━━ INPUT DATA

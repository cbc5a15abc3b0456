//! Multipart upload reading with a per-file byte ceiling.
//!
//! File parts are streamed chunk by chunk; once a part crosses the ceiling the
//! rest of it is only counted (for the error message), never buffered.

use std::collections::HashMap;

use axum::extract::multipart::{Field, Multipart};
use bytes::{Bytes, BytesMut};
use tracing::{info, warn};

use super::UploadedDocument;
use crate::config::Config;
use crate::errors::AppError;

/// One file part of a multipart form. `content` holds the per-file outcome so a
/// batch can keep going past an oversized file.
#[derive(Debug)]
pub struct FileUpload {
    pub field: String,
    pub filename: Option<String>,
    pub content: Result<UploadedDocument, AppError>,
}

impl FileUpload {
    /// Name used in responses; `cv` when the client sent no filename.
    pub fn display_name(&self) -> &str {
        self.filename.as_deref().filter(|n| !n.is_empty()).unwrap_or("cv")
    }
}

#[derive(Debug, Default)]
pub struct UploadForm {
    files: Vec<FileUpload>,
    fields: HashMap<String, String>,
}

impl UploadForm {
    /// Drains a multipart body. Parts named in `file_fields` (or carrying a
    /// filename) are treated as files, everything else as text.
    pub async fn read(
        mut multipart: Multipart,
        file_fields: &[&str],
        config: &Config,
    ) -> Result<Self, AppError> {
        let mut form = UploadForm::default();

        while let Some(mut field) = multipart.next_field().await? {
            let name = field.name().unwrap_or_default().to_string();
            let filename = field.file_name().map(String::from);

            if filename.is_some() || file_fields.contains(&name.as_str()) {
                let content = match read_capped(&mut field, config.max_file_bytes()).await? {
                    Ok(bytes) => Ok(UploadedDocument::new(
                        filename.clone().unwrap_or_default(),
                        bytes,
                    )),
                    Err(size) => Err(AppError::FileTooLarge {
                        size_mb: bytes_to_mb(size),
                        max_mb: config.max_file_size_mb,
                    }),
                };
                match &content {
                    Ok(doc) => info!(field = %name, filename = %doc.filename, size = doc.bytes.len(), "Received upload"),
                    Err(e) => warn!(field = %name, ?filename, "Rejected upload: {e}"),
                }
                form.files.push(FileUpload {
                    field: name,
                    filename,
                    content,
                });
            } else {
                let value = field.text().await?;
                form.fields.insert(name, value);
            }
        }

        Ok(form)
    }

    pub fn require_text(&self, name: &str) -> Result<&str, AppError> {
        self.fields
            .get(name)
            .map(String::as_str)
            .ok_or_else(|| AppError::Validation(format!("Missing form field '{name}'")))
    }

    /// Takes the first file sent under `name`, surfacing its read error if any.
    pub fn take_file(&mut self, name: &str) -> Result<UploadedDocument, AppError> {
        let index = self
            .files
            .iter()
            .position(|f| f.field == name)
            .ok_or_else(|| AppError::Validation(format!("Missing file field '{name}'")))?;
        self.files.remove(index).content
    }

    /// All files sent under `name`, in upload order.
    pub fn take_files(&mut self, name: &str) -> Vec<FileUpload> {
        let (matching, rest) = std::mem::take(&mut self.files)
            .into_iter()
            .partition(|f| f.field == name);
        self.files = rest;
        matching
    }
}

/// Reads one part into memory. The outer `Result` is a broken multipart body;
/// the inner `Err` carries the full size of a part that crossed `max_bytes`.
async fn read_capped(
    field: &mut Field<'_>,
    max_bytes: u64,
) -> Result<Result<Bytes, u64>, AppError> {
    let mut buf = BytesMut::new();

    while let Some(chunk) = field.chunk().await? {
        let seen = (buf.len() + chunk.len()) as u64;
        if seen > max_bytes {
            let mut size = seen;
            while let Some(rest) = field.chunk().await? {
                size += rest.len() as u64;
            }
            return Ok(Err(size));
        }
        buf.extend_from_slice(&chunk);
    }

    Ok(Ok(buf.freeze()))
}

fn bytes_to_mb(n: u64) -> f64 {
    (n as f64 / (1024.0 * 1024.0) * 100.0).round() / 100.0
}
//! Document extraction: turns an uploaded résumé (bytes + declared filename)
//! into plain text.
//!
//! Dispatch is by case-insensitive filename suffix:
//! - `.txt`  → UTF-8, invalid byte sequences dropped
//! - `.docx` → one line per paragraph (`docx`)
//! - `.pdf`  → one chunk per page (`pdf`)
//! - other   → best-effort UTF-8 decode, rejected if the bytes look binary
//!
//! Size limits are enforced while the upload is read (`upload`), before any
//! decoder runs.

pub mod docx;
pub mod pdf;
pub mod upload;

use bytes::Bytes;
use thiserror::Error;
use tracing::debug;

use crate::errors::AppError;

/// Share of undecodable characters above which an unknown file is treated as binary.
const MAX_UNDECODABLE_RATIO: f64 = 0.10;

#[derive(Debug, Error)]
pub enum ExtractionError {
    #[error("unsupported file type: {0}")]
    UnsupportedFileType(String),

    #[error("invalid DOCX package: {0}")]
    Docx(String),

    #[error("invalid PDF document: {0}")]
    Pdf(String),
}

/// Decoder selected for an upload.
#[derive(Debug, Clone, Copy, PartialEq, Eq)]
pub enum DocumentKind {
    PlainText,
    Docx,
    Pdf,
    Unknown,
}

impl DocumentKind {
    pub fn from_filename(filename: &str) -> Self {
        let name = filename.to_lowercase();
        if name.ends_with(".txt") {
            DocumentKind::PlainText
        } else if name.ends_with(".docx") {
            DocumentKind::Docx
        } else if name.ends_with(".pdf") {
            DocumentKind::Pdf
        } else {
            DocumentKind::Unknown
        }
    }
}

/// A single uploaded file. Lives for one request.
#[derive(Debug, Clone)]
pub struct UploadedDocument {
    pub filename: String,
    pub bytes: Bytes,
}

impl UploadedDocument {
    pub fn new(filename: impl Into<String>, bytes: impl Into<Bytes>) -> Self {
        Self {
            filename: filename.into(),
            bytes: bytes.into(),
        }
    }

    pub fn kind(&self) -> DocumentKind {
        DocumentKind::from_filename(&self.filename)
    }
}

/// Extracts plain text from an uploaded document. Never fails on bad encoding;
/// an empty buffer always yields an empty string.
pub fn extract_text(doc: &UploadedDocument) -> Result<String, ExtractionError> {
    if doc.bytes.is_empty() {
        return Ok(String::new());
    }

    let kind = doc.kind();
    debug!(filename = %doc.filename, ?kind, size = doc.bytes.len(), "Extracting document text");

    match kind {
        DocumentKind::PlainText => Ok(decode_utf8_ignoring_errors(&doc.bytes).0),
        DocumentKind::Docx => docx::extract_paragraphs(&doc.bytes),
        DocumentKind::Pdf => pdf::extract_pages(&doc.bytes),
        DocumentKind::Unknown => decode_fallback(doc),
    }
}

/// Runs `extract_text` on the blocking pool. Decoder panics surface as
/// `MalformedDocument` instead of tearing down the request task.
pub async fn extract_text_blocking(doc: UploadedDocument) -> Result<String, AppError> {
    let filename = doc.filename.clone();
    tokio::task::spawn_blocking(move || extract_text(&doc))
        .await
        .map_err(|e| AppError::MalformedDocument(format!("decoder aborted on '{filename}': {e}")))?
        .map_err(AppError::from)
}

fn decode_fallback(doc: &UploadedDocument) -> Result<String, ExtractionError> {
    let (text, dropped) = decode_utf8_ignoring_errors(&doc.bytes);
    let total = text.chars().count() + dropped;
    let binary = doc.bytes.contains(&0)
        || (total > 0 && dropped as f64 / total as f64 > MAX_UNDECODABLE_RATIO);
    if binary {
        return Err(ExtractionError::UnsupportedFileType(doc.filename.clone()));
    }
    Ok(text)
}

/// Decodes UTF-8, dropping invalid sequences. Returns the text and the number
/// of dropped sequences.
fn decode_utf8_ignoring_errors(bytes: &[u8]) -> (String, usize) {
    let mut text = String::with_capacity(bytes.len());
    let mut dropped = 0;
    for chunk in bytes.utf8_chunks() {
        text.push_str(chunk.valid());
        if !chunk.invalid().is_empty() {
            dropped += 1;
        }
    }
    (text, dropped)
}
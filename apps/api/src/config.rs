use anyhow::{Context, Result};

use crate::llm_client::{DEFAULT_BASE_URL, DEFAULT_MODEL};

/// Most files accepted by one batch upload. Also sizes the request body limit.
pub const MAX_BATCH_FILES: u64 = 20;

/// Application configuration loaded from environment variables.
/// Startup fails if `OPENAI_API_KEY` is missing.
#[derive(Debug, Clone)]
pub struct Config {
    pub openai_api_key: String,
    pub openai_base_url: String,
    pub model_name: String,
    pub max_file_size_mb: u64,
    pub cors_allow_origins: String,
    pub min_request_interval_ms: u64,
    pub port: u16,
    pub rust_log: String,
}

/// Parsed form of `CORS_ALLOW_ORIGINS`.
#[derive(Debug, Clone, PartialEq, Eq)]
pub enum CorsOrigins {
    Any,
    List(Vec<String>),
}

impl Config {
    pub fn from_env() -> Result<Self> {
        dotenvy::dotenv().ok(); // load .env if present; ignore if missing

        let max_file_size_mb: u64 = parse_env("MAX_FILE_SIZE_MB", 8)?;
        if max_file_size_mb == 0 {
            anyhow::bail!("MAX_FILE_SIZE_MB must be at least 1");
        }

        Ok(Config {
            openai_api_key: require_env("OPENAI_API_KEY")?,
            openai_base_url: std::env::var("OPENAI_BASE_URL")
                .unwrap_or_else(|_| DEFAULT_BASE_URL.to_string()),
            model_name: std::env::var("MODEL_NAME").unwrap_or_else(|_| DEFAULT_MODEL.to_string()),
            max_file_size_mb,
            cors_allow_origins: std::env::var("CORS_ALLOW_ORIGINS")
                .unwrap_or_else(|_| "*".to_string()),
            min_request_interval_ms: parse_env("MIN_REQUEST_INTERVAL_MS", 500)?,
            port: parse_env("PORT", 8080)?,
            rust_log: std::env::var("RUST_LOG").unwrap_or_else(|_| "info".to_string()),
        })
    }

    /// Per-file upload ceiling in bytes. Saturates instead of overflowing.
    pub fn max_file_bytes(&self) -> u64 {
        self.max_file_size_mb.saturating_mul(1024 * 1024)
    }

    /// Whole-request body ceiling, large enough for a full batch upload.
    pub fn max_request_bytes(&self) -> usize {
        let bytes = self
            .max_file_bytes()
            .saturating_mul(MAX_BATCH_FILES)
            .saturating_add(1024 * 1024);
        usize::try_from(bytes).unwrap_or(usize::MAX)
    }

    pub fn cors_origins(&self) -> CorsOrigins {
        parse_cors_origins(&self.cors_allow_origins)
    }
}

pub fn parse_cors_origins(raw: &str) -> CorsOrigins {
    if raw.trim() == "*" {
        return CorsOrigins::Any;
    }
    CorsOrigins::List(
        raw.split(',')
            .map(str::trim)
            .filter(|o| !o.is_empty())
            .map(String::from)
            .collect(),
    )
}

fn require_env(key: &str) -> Result<String> {
    std::env::var(key).with_context(|| format!("Required environment variable '{key}' is not set"))
}

fn parse_env<T>(key: &str, default: T) -> Result<T>
where
    T: std::str::FromStr,
    T::Err: std::error::Error + Send + Sync + 'static,
{
    match std::env::var(key) {
        Ok(raw) => raw
            .trim()
            .parse::<T>()
            .with_context(|| format!("{key} must be a valid number, got '{raw}'")),
        Err(_) => Ok(default),
    }
}

#[cfg(test)]
pub(crate) fn test_config() -> Config {
    Config {
        openai_api_key: "sk-test".to_string(),
        openai_base_url: DEFAULT_BASE_URL.to_string(),
        model_name: DEFAULT_MODEL.to_string(),
        max_file_size_mb: 8,
        cors_allow_origins: "*".to_string(),
        min_request_interval_ms: 0,
        port: 8080,
        rust_log: "info".to_string(),
    }
}
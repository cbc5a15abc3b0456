//! Axum route handlers for résumé extraction and analysis.

use axum::{
    extract::{Multipart, State},
    Json,
};

use crate::analysis::models::{AnalyzeResponse, BatchAnalyzeResponse, ExtractResponse};
use crate::analysis::service::{analyze_batch, analyze_document, extract_fields};
use crate::config::MAX_BATCH_FILES;
use crate::errors::AppError;
use crate::extraction::extract_text_blocking;
use crate::extraction::upload::UploadForm;
use crate::heuristic::{self, report::AnalysisResponse};
use crate::state::AppState;

const CV_FIELD: &str = "cv_file";
const BATCH_FIELD: &str = "files";
const JD_FIELD: &str = "job_description";

fn require_job_description(form: &UploadForm) -> Result<String, AppError> {
    let jd = form.require_text(JD_FIELD)?;
    if jd.trim().is_empty() {
        return Err(AppError::Validation(format!("{JD_FIELD} cannot be empty")));
    }
    Ok(jd.to_string())
}

/// POST /extract
///
/// Multipart `cv_file`. Returns contact details, skills, education and
/// certifications pulled out of the résumé by the model.
pub async fn handle_extract(
    State(state): State<AppState>,
    multipart: Multipart,
) -> Result<Json<ExtractResponse>, AppError> {
    let mut form = UploadForm::read(multipart, &[CV_FIELD], &state.config).await?;
    let doc = form.take_file(CV_FIELD)?;

    let fields = extract_fields(state.llm.as_ref(), doc).await?;
    Ok(Json(fields))
}

/// POST /analyze
///
/// Multipart `cv_file` + `job_description`. Returns the model's fit analysis.
pub async fn handle_analyze(
    State(state): State<AppState>,
    multipart: Multipart,
) -> Result<Json<AnalyzeResponse>, AppError> {
    let mut form = UploadForm::read(multipart, &[CV_FIELD], &state.config).await?;
    let job_description = require_job_description(&form)?;
    let doc = form.take_file(CV_FIELD)?;

    let analysis = analyze_document(state.llm.as_ref(), doc, &job_description).await?;
    Ok(Json(analysis))
}

/// POST /analyze/batch
///
/// Multipart `files` (repeated) + one shared `job_description`. Per-file
/// failures are embedded in the results instead of failing the request.
pub async fn handle_analyze_batch(
    State(state): State<AppState>,
    multipart: Multipart,
) -> Result<Json<BatchAnalyzeResponse>, AppError> {
    let mut form = UploadForm::read(multipart, &[BATCH_FIELD], &state.config).await?;
    let job_description = require_job_description(&form)?;
    let uploads = form.take_files(BATCH_FIELD);
    if uploads.is_empty() {
        return Err(AppError::Validation(format!(
            "Missing file field '{BATCH_FIELD}'"
        )));
    }

    if uploads.len() as u64 > MAX_BATCH_FILES {
        return Err(AppError::Validation(format!(
            "At most {MAX_BATCH_FILES} files per batch, got {}",
            uploads.len()
        )));
    }

    let response = analyze_batch(state.llm.as_ref(), uploads, job_description).await;
    Ok(Json(response))
}

/// POST /analyze/heuristic
///
/// Multipart `cv_file` + `job_description`. Keyword and role-title scoring
/// only; no model call.
pub async fn handle_analyze_heuristic(
    State(state): State<AppState>,
    multipart: Multipart,
) -> Result<Json<AnalysisResponse>, AppError> {
    let mut form = UploadForm::read(multipart, &[CV_FIELD], &state.config).await?;
    let job_description = require_job_description(&form)?;
    let doc = form.take_file(CV_FIELD)?;

    let cv_text = extract_text_blocking(doc).await?;
    Ok(Json(heuristic::analyze(&cv_text, &job_description)))
}
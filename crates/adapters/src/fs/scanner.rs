use std::path::Path;

use scanshelf_application::{ApplicationError, FileScanSummary, FileScanner, ScannedFile};
use scanshelf_domain::{detect_image_kind, ImageKind};
use walkdir::WalkDir;

#[derive(Debug, Default)]
pub struct WalkdirFileScanner;

impl FileScanner for WalkdirFileScanner {
    fn scan_supported(&self, folder: &str) -> Result<FileScanSummary, ApplicationError> {
        let folder_path = Path::new(folder);
        if !folder_path.is_dir() {
            return Err(ApplicationError::InvalidInput(format!(
                "folder does not exist or is not a directory: {folder}"
            )));
        }

        let mut summary = FileScanSummary::default();

        for entry in WalkDir::new(folder_path)
            .sort_by_file_name()
            .into_iter()
            .filter_map(Result::ok)
        {
            if !entry.file_type().is_file() {
                continue;
            }

            summary.scanned_files += 1;
            let file_path = entry.path();
            let image_kind = detect_image_kind(file_path);
            if image_kind == ImageKind::Unsupported {
                continue;
            }

            let canonical = file_path
                .canonicalize()
                .map_err(|error| ApplicationError::Storage(error.to_string()))?;
            let metadata = file_path
                .metadata()
                .map_err(|error| ApplicationError::Storage(error.to_string()))?;
            let extension = file_path
                .extension()
                .and_then(|ext| ext.to_str())
                .unwrap_or_default()
                .to_ascii_lowercase();

            summary.supported_files += 1;
            summary.files.push(ScannedFile {
                canonical_path: canonical,
                extension,
                file_size: metadata.len(),
                image_kind,
            });
        }

        summary
            .files
            .sort_by(|a, b| a.canonical_path.cmp(&b.canonical_path));
        Ok(summary)
    }
}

━━━━

What you retype should run from the first line of the entries above through the line containing "-> Result<Self, AppError>", exactly and in full.

repository cbc5a15abc3b0456
//! Multipart upload reading with a per-file byte ceiling.
//!
//! File parts are streamed chunk by chunk; once a part crosses the ceiling the
//! rest of it is only counted (for the error message), never buffered.

use std::collections::HashMap;

use axum::extract::multipart::{Field, Multipart};
use bytes::{Bytes, BytesMut};
use tracing::{info, warn};

use super::UploadedDocument;
use crate::config::Config;
use crate::errors::AppError;

/// One file part of a multipart form. `content` holds the per-file outcome so a
/// batch can keep going past an oversized file.
#[derive(Debug)]
pub struct FileUpload {
    pub field: String,
    pub filename: Option<String>,
    pub content: Result<UploadedDocument, AppError>,
}

impl FileUpload {
    /// Name used in responses; `cv` when the client sent no filename.
    pub fn display_name(&self) -> &str {
        self.filename.as_deref().filter(|n| !n.is_empty()).unwrap_or("cv")
    }
}

#[derive(Debug, Default)]
pub struct UploadForm {
    files: Vec<FileUpload>,
    fields: HashMap<String, String>,
}

impl UploadForm {
    /// Drains a multipart body. Parts named in `file_fields` (or carrying a
    /// filename) are treated as files, everything else as text.
    pub async fn read(
        mut multipart: Multipart,
        file_fields: &[&str],
        config: &Config,
    ) -> Result<Self, AppError> {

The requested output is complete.